因此,对于胃体大弯侧巨大间质瘤同时侵犯横结肠者,应该尽量将包括原发灶的肿瘤一并联合切除。
师英强等[10]报道,GIST联合脏器切除的22例中,联合脾切除8例,横结肠切除6例,胰体尾切除3例,其他还包括肾切除5例,肝部分切除1例,十二指肠切除1例,卵巢切除1例等。
联合脏器切除可以使病人获益。
1.6.2 联合脾胰尾切除胃大弯侧巨大间质瘤易直接侵犯脾及胰尾。
为保证R0切除,一般可以选择胃大部或楔形切除联合脾胰尾切除,尽量保持胰腺完整性。
该术式虽为联合脏器切除手术,由于对胃功能干扰小,因此,对病人的影响较小。
术中尽量避免损伤胰腺,原则上应最大程度保留胰腺组织,对胰腺断端止血确切,防止胰漏。
2其他部位间质瘤手术治疗原则及注意事项2.1 十二指肠间质瘤有经验的外科医生对十二指肠间质瘤应该非常慎重地把握手术指征。
一般不推荐采取胰十二指肠切除术。
如果术前影像评估肿瘤局部切除可能性小,没有梗阻、出血等并发症,建议经内镜取病理确诊后口服甲磺酸伊马替尼治疗。

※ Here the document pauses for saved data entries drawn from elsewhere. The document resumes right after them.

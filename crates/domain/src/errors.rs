use thiserror::Error;

#[derive(Error, Debug, Clone, PartialEq, Eq)]
pub enum DomainError {
    #[error("Invalid domain name: {0}")]
    InvalidDomainName(String),

    #[error("Invalid IP address: {0}")]
    InvalidIpAddress(String),

    /// NXDOMAIN or NODATA. The lookup itself succeeded.
    #[error("No records found for {0}")]
    NoRecords(String),

    #[error("Query timeout after {0}ms")]
    QueryTimeout(u64),

    #[error("DNS lookup failed: {0}")]
    LookupFailed(String),

    #[error("Failed to initialize resolver: {0}")]
    ResolverInit(String),

    #[error("I/O error: {0}")]
    IoError(String),

    #[error("Configuration error: {0}")]
    ConfigError(String),
}

impl DomainError {
    /// True when the upstream answered definitively with zero records.
    pub fn is_no_records(&self) -> bool {
        matches!(self, DomainError::NoRecords(_))
    }
}
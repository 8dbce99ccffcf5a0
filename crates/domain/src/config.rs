pub mod batch;
pub mod cache;
pub mod errors;
pub mod logging;
pub mod resolver;
pub mod root;

pub use batch::{BatchConfig, MAX_CONCURRENCY};
pub use cache::{CacheConfig, MAX_TTL_SECS};
pub use errors::ConfigError;
pub use logging::LoggingConfig;
pub use resolver::ResolverConfig;
pub use root::{CliOverrides, Config};
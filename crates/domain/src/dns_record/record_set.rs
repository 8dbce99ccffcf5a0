use super::RecordType;
use std::collections::BTreeMap;

/// Outcome of the lookup behind one record type.
#[derive(Debug, Clone, PartialEq, Eq)]
pub enum RecordStatus {
    /// At least one value was returned.
    Resolved,
    /// The lookup succeeded with zero records (NODATA or NXDOMAIN).
    Empty,
    /// Transport error, timeout or server failure.
    Failed(String),
}

/// Aggregated records for one domain.
///
/// A record type has a key only when it resolved with at least one value, so
/// `get` answers `None` for both empty and failed lookups. `status` tells the
/// two apart.
#[derive(Debug, Clone, Default, PartialEq, Eq)]
pub struct RecordSet {
    values: BTreeMap<RecordType, Vec<String>>,
    statuses: BTreeMap<RecordType, RecordStatus>,
}

impl RecordSet {
    pub fn new() -> Self {
        Self::default()
    }

    /// Records a successful lookup. An empty `values` marks the type `Empty`
    /// and leaves no key behind.
    pub fn insert(&mut self, record_type: RecordType, values: Vec<String>) {
        if values.is_empty() {
            self.values.remove(&record_type);
            self.statuses.insert(record_type, RecordStatus::Empty);
        } else {
            self.values.insert(record_type, values);
            self.statuses.insert(record_type, RecordStatus::Resolved);
        }
    }

    pub fn mark_failed(&mut self, record_type: RecordType, reason: impl Into<String>) {
        self.values.remove(&record_type);
        self.statuses
            .insert(record_type, RecordStatus::Failed(reason.into()));
    }

    pub fn get(&self, record_type: RecordType) -> Option<&[String]> {
        self.values.get(&record_type).map(Vec::as_slice)
    }

    pub fn contains(&self, record_type: RecordType) -> bool {
        self.values.contains_key(&record_type)
    }

    /// `None` when the type was never looked up.
    pub fn status(&self, record_type: RecordType) -> Option<&RecordStatus> {
        self.statuses.get(&record_type)
    }

    /// Present keys in lookup order.
    pub fn iter(&self) -> impl Iterator<Item = (RecordType, &[String])> {
        self.values.iter().map(|(t, v)| (*t, v.as_slice()))
    }

    pub fn failures(&self) -> impl Iterator<Item = (RecordType, &str)> {
        self.statuses.iter().filter_map(|(t, s)| match s {
            RecordStatus::Failed(reason) => Some((*t, reason.as_str())),
            _ => None,
        })
    }

    pub fn len(&self) -> usize {
        self.values.len()
    }

    pub fn is_empty(&self) -> bool {
        self.values.is_empty()
    }
}
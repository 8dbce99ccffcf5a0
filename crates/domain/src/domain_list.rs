/// Parses a newline-delimited domain list.
///
/// Lines are trimmed; blank lines and `#` comments are skipped. Order and
/// duplicates are kept.
pub fn parse_domain_list(contents: &str) -> Vec<String> {
    contents
        .lines()
        .map(str::trim)
        .filter(|line| !line.is_empty() && !line.starts_with('#'))
        .map(str::to_string)
        .collect()
}
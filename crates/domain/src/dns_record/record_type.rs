use std::fmt;
use std::str::FromStr;

/// Record types gathered for every resolved domain.
///
/// Declaration order is lookup order, so `Ord` sorts record sets the way
/// they were queried.
#[derive(Debug, Clone, Copy, PartialEq, Eq, Hash, PartialOrd, Ord)]
pub enum RecordType {
    A,
    AAAA,
    CNAME,
    MX,
    TXT,
    NS,
}

impl RecordType {
    pub fn as_str(&self) -> &'static str {
        match self {
            RecordType::A => "A",
            RecordType::AAAA => "AAAA",
            RecordType::CNAME => "CNAME",
            RecordType::MX => "MX",
            RecordType::TXT => "TXT",
            RecordType::NS => "NS",
        }
    }

    pub fn all() -> &'static [RecordType] {
        &[
            RecordType::A,
            RecordType::AAAA,
            RecordType::CNAME,
            RecordType::MX,
            RecordType::TXT,
            RecordType::NS,
        ]
    }

    /// A and AAAA come from the same address lookup.
    pub fn is_address(&self) -> bool {
        matches!(self, RecordType::A | RecordType::AAAA)
    }
}

impl fmt::Display for RecordType {
    fn fmt(&self, f: &mut fmt::Formatter<'_>) -> fmt::Result {
        write!(f, "{}", self.as_str())
    }
}

impl FromStr for RecordType {
    type Err = String;

    fn from_str(s: &str) -> Result<Self, Self::Err> {
        match s.to_uppercase().as_str() {
            "A" => Ok(RecordType::A),
            "AAAA" => Ok(RecordType::AAAA),
            "CNAME" => Ok(RecordType::CNAME),
            "MX" => Ok(RecordType::MX),
            "TXT" => Ok(RecordType::TXT),
            "NS" => Ok(RecordType::NS),
            _ => Err(format!("Unknown record type: {}", s)),
        }
    }
}
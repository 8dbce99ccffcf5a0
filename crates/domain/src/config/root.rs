use serde::{Deserialize, Serialize};
use std::path::Path;

use super::batch::{BatchConfig, MAX_CONCURRENCY};
use super::cache::{CacheConfig, MAX_TTL_SECS};
use super::errors::ConfigError;
use super::logging::LoggingConfig;
use super::resolver::ResolverConfig;

const LOCAL_CONFIG_PATH: &str = "ferrous-lookup.toml";
const SYSTEM_CONFIG_PATH: &str = "/etc/ferrous-lookup/config.toml";

/// Main configuration structure for Ferrous Lookup
#[derive(Debug, Clone, Deserialize, Serialize, Default)]
pub struct Config {
    /// Lookup timeouts and stub resolver options
    #[serde(default)]
    pub resolver: ResolverConfig,

    /// Result cache sizing and TTL
    #[serde(default)]
    pub cache: CacheConfig,

    /// Batch fan-out limits
    #[serde(default)]
    pub batch: BatchConfig,

    /// Logging configuration
    #[serde(default)]
    pub logging: LoggingConfig,
}

impl Config {
    /// Load configuration from file or use defaults
    ///
    /// Priority order:
    /// 1. Explicitly provided path
    /// 2. ferrous-lookup.toml in current directory
    /// 3. /etc/ferrous-lookup/config.toml
    /// 4. Default configuration
    pub fn load(path: Option<&str>, cli_overrides: CliOverrides) -> Result<Self, ConfigError> {
        let mut config = match path {
            Some(path) => Self::from_file(path)?,
            None => match Self::get_config_path() {
                Some(path) => Self::from_file(&path)?,
                None => Self::default(),
            },
        };

        config.apply_cli_overrides(cli_overrides);
        config.validate()?;
        Ok(config)
    }

    /// Load configuration from a specific file
    pub fn from_file(path: &str) -> Result<Self, ConfigError> {
        let contents = std::fs::read_to_string(path)
            .map_err(|e| ConfigError::FileRead(path.to_string(), e.to_string()))?;
        toml::from_str(&contents).map_err(|e| ConfigError::Parse(e.to_string()))
    }

    fn apply_cli_overrides(&mut self, overrides: CliOverrides) {
        if let Some(timeout) = overrides.query_timeout_ms {
            self.resolver.query_timeout_ms = timeout;
        }
        if let Some(concurrency) = overrides.max_concurrency {
            self.batch.max_concurrency = concurrency;
        }
        if let Some(level) = overrides.log_level {
            self.logging.level = level;
        }
        if let Some(file) = overrides.log_file {
            self.logging.file = file;
        }
    }

    pub fn validate(&self) -> Result<(), ConfigError> {
        if self.resolver.query_timeout_ms == 0 {
            return Err(ConfigError::Validation(
                "Query timeout cannot be 0".to_string(),
            ));
        }
        if self.resolver.attempts == 0 {
            return Err(ConfigError::Validation(
                "Resolver attempts cannot be 0".to_string(),
            ));
        }
        if self.cache.ttl_secs == 0 {
            return Err(ConfigError::Validation("Cache TTL cannot be 0".to_string()));
        }
        if self.cache.ttl_secs > MAX_TTL_SECS {
            return Err(ConfigError::Validation(format!(
                "Cache TTL cannot exceed {} seconds",
                MAX_TTL_SECS
            )));
        }
        if self.cache.max_entries == 0 {
            return Err(ConfigError::Validation(
                "Cache max_entries cannot be 0".to_string(),
            ));
        }
        if self.batch.max_concurrency > MAX_CONCURRENCY {
            return Err(ConfigError::Validation(format!(
                "Batch max_concurrency cannot exceed {}",
                MAX_CONCURRENCY
            )));
        }
        Ok(())
    }

    /// Get the path to the configuration file being used
    pub fn get_config_path() -> Option<String> {
        [LOCAL_CONFIG_PATH, SYSTEM_CONFIG_PATH]
            .into_iter()
            .find(|p| Path::new(p).exists())
            .map(str::to_string)
    }
}

/// Command-line overrides for configuration
#[derive(Debug, Default)]
pub struct CliOverrides {
    pub query_timeout_ms: Option<u64>,
    pub max_concurrency: Option<usize>,
    pub log_level: Option<String>,
    pub log_file: Option<String>,
}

如果不能明确肿瘤与十二指肠乳头的关系,术中可以于十二指肠乳头附近的十二指肠对系膜缘纵行剖开肠壁,直视下探查;如果肿瘤发生于壶腹周围且体积较大,可以采取胰十二指肠切除术。
但是在决定行胰十二指肠切除术时应慎重,在保障手术安全性的前提下,R0切除是联合脏器切除的惟一目的,否则应尽量避免。
胰十二指肠切除术是胃肠外科中技术要求很高的术式,建议由专科医生,即每年完成胰十二指肠切除术12例以上的医生施行手术。
对位于十二指肠降段外侧的小间质瘤可以采取局部切除、十二指肠壁修补或采取近端空肠与十二指肠行侧侧吻合修补。
对于十二指肠水平段的小间质瘤,也可以尝试十二指肠节段切除,十二指肠与空肠侧侧或端侧吻合[10]。
采取局部切除时,为预防围手术期吻合口瘘,建议同时采取胃转流术,闭合胃幽门,近端空肠与胃窦大弯行侧侧吻合。
术前纠正贫血及营养不良,术后静脉+肠内营养。
总之,十二指肠间质瘤比较少见,建议由专科医生结合多学科专家组(MDT)诊疗模式决定具体术式。
2.2 小肠间质瘤33%的GIST发生于小肠[3],小肠间质瘤一般体积较大,易侵犯或与周围结构粘连,术中应注意避免肿瘤假包膜破裂。